**Task**. Go through the listing and transcribe each line exactly.

--- START ---

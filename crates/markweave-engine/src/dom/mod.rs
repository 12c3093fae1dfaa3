//! # Element Tree
//!
//! Arena-backed HTML element tree.
//!
//! Nodes live in a flat `Vec` inside [`Dom`] and reference each other by
//! [`NodeId`]. Children are owned by their parent through the arena; the
//! parent link is a plain `Option<NodeId>` back-reference used only for
//! "ascend to parent" navigation, so no ownership cycles are possible.
//!
//! The tree only grows during a parse: there is no node removal.

pub mod arena;

pub use arena::{Attribute, Dom, ElementData, Node, NodeId, NodeKind};
use crate::dom::{Dom, NodeId};

use super::{
    kinds::{Bold, Image, Italic, Link},
    types::InlineMatch,
};

/// Recursively renders `span` as children of `parent`.
///
/// Finds the leftmost-starting inline construct, emits the text before it,
/// the construct's element, then recurses on the text after it. With no
/// construct present the whole span becomes a single text leaf; empty
/// spans produce nothing. The effect is expressed entirely through tree
/// mutation.
///
/// Each recursive call operates on a strictly smaller span, so depth is
/// bounded by the number of constructs in the line.
pub fn render_inline(dom: &mut Dom, span: &str, parent: NodeId) {
    let m = match first_match(span) {
        Some(m) => m,
        None => {
            if !span.is_empty() {
                let text = dom.create_text(span);
                dom.append_child(parent, text);
            }
            return;
        }
    };

    render_inline(dom, &span[..m.start()], parent);

    match &m {
        InlineMatch::Bold { inner, .. } => {
            let b = dom.create_element("b");
            render_inline(dom, &span[inner.clone()], b);
            dom.append_child(parent, b);
        }
        InlineMatch::Italic { inner, .. } => {
            let i = dom.create_element("i");
            render_inline(dom, &span[inner.clone()], i);
            dom.append_child(parent, i);
        }
        InlineMatch::Image { alt, src, .. } => {
            let img = dom.create_element("img");
            dom.set_attribute(img, "alt", &span[alt.clone()]);
            dom.set_attribute(img, "src", &span[src.clone()]);
            dom.mark_void(img);
            dom.append_child(parent, img);
        }
        InlineMatch::Link { label, href, .. } => {
            let a = dom.create_element("a");
            dom.set_attribute(a, "href", &span[href.clone()]);
            render_inline(dom, &span[label.clone()], a);
            dom.append_child(parent, a);
        }
    }

    render_inline(dom, &span[m.end()..], parent);
}

/// Selects the leftmost-starting construct; on equal starts the priority
/// order is bold, italic, image, link.
fn first_match(s: &str) -> Option<InlineMatch> {
    let mut best: Option<InlineMatch> = None;
    for candidate in [Bold::find(s), Italic::find(s), Image::find(s), Link::find(s)] {
        let Some(c) = candidate else { continue };
        match &best {
            Some(b) if c.start() >= b.start() => {}
            _ => best = Some(c),
        }
    }
    best
}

--- END ---

**Answer section**.
filename crates/markweave-engine/src/dom/mod.rs
repository 12c3093fae1dfaa3
//! # Element Tree
//!
//! Arena-backed HTML element tree.
//!
//! Nodes live in a flat `Vec` inside [`Dom`] and reference each other by
//! [`NodeId`]. Children are owned by their parent through the arena; the
//! parent link is a plain `Option<NodeId>` back-reference used only for
//! "ascend to parent" navigation, so no ownership cycles are possible.
//!
//! The tree only grows during a parse: there is no node removal.

pub mod arena;

pub use arena::{Attribute, Dom, ElementData, Node, NodeId, NodeKind};
use crate::dom::{Dom, NodeId};

use super::{
    kinds::{Bold, Image, Italic, Link},
    types::InlineMatch,
};

/// Recursively renders `span` as children of `parent`.
///
/// Finds the leftmost-starting inline construct, emits the text before it,
/// the construct's element, then recurses on the text after it. With no
/// construct present the whole span becomes a single text leaf; empty
/// spans produce nothing. The effect is expressed entirely through tree
/// mutation.
///
/// Each recursive call operates on a strictly smaller span, so depth is
/// bounded by the number of constructs in the line.
pub fn render_inline(dom: &mut Dom, span: &str, parent: NodeId) {
    let m = match first_match(span) {
        Some(m) => m,
        None => {
            if !span.is_empty() {
                let text = dom.create_text(span);
                dom.append_child(parent, text);
            }
            return;
        }
    };

    render_inline(dom, &span[..m.start()], parent);

    match &m {
        InlineMatch::Bold { inner, .. } => {
            let b = dom.create_element("b");
            render_inline(dom, &span[inner.clone()], b);
            dom.append_child(parent, b);
        }
        InlineMatch::Italic { inner, .. } => {
            let i = dom.create_element("i");
            render_inline(dom, &span[inner.clone()], i);
            dom.append_child(parent, i);
        }
        InlineMatch::Image { alt, src, .. } => {
            let img = dom.create_element("img");
            dom.set_attribute(img, "alt", &span[alt.clone()]);
            dom.set_attribute(img, "src", &span[src.clone()]);
            dom.mark_void(img);
            dom.append_child(parent, img);
        }
        InlineMatch::Link { label, href, .. } => {
            let a = dom.create_element("a");
            dom.set_attribute(a, "href", &span[href.clone()]);
            render_inline(dom, &span[label.clone()], a);
            dom.append_child(parent, a);
        }
    }

    render_inline(dom, &span[m.end()..], parent);
}

/// Selects the leftmost-starting construct; on equal starts the priority
/// order is bold, italic, image, link.
fn first_match(s: &str) -> Option<InlineMatch> {
    let mut best: Option<InlineMatch> = None;
    for candidate in [Bold::find(s), Italic::find(s), Image::find(s), Link::find(s)] {
        let Some(c) = candidate else { continue };
        match &best {
            Some(b) if c.start() >= b.start() => {}
            _ => best = Some(c),
        }
    }
    best
}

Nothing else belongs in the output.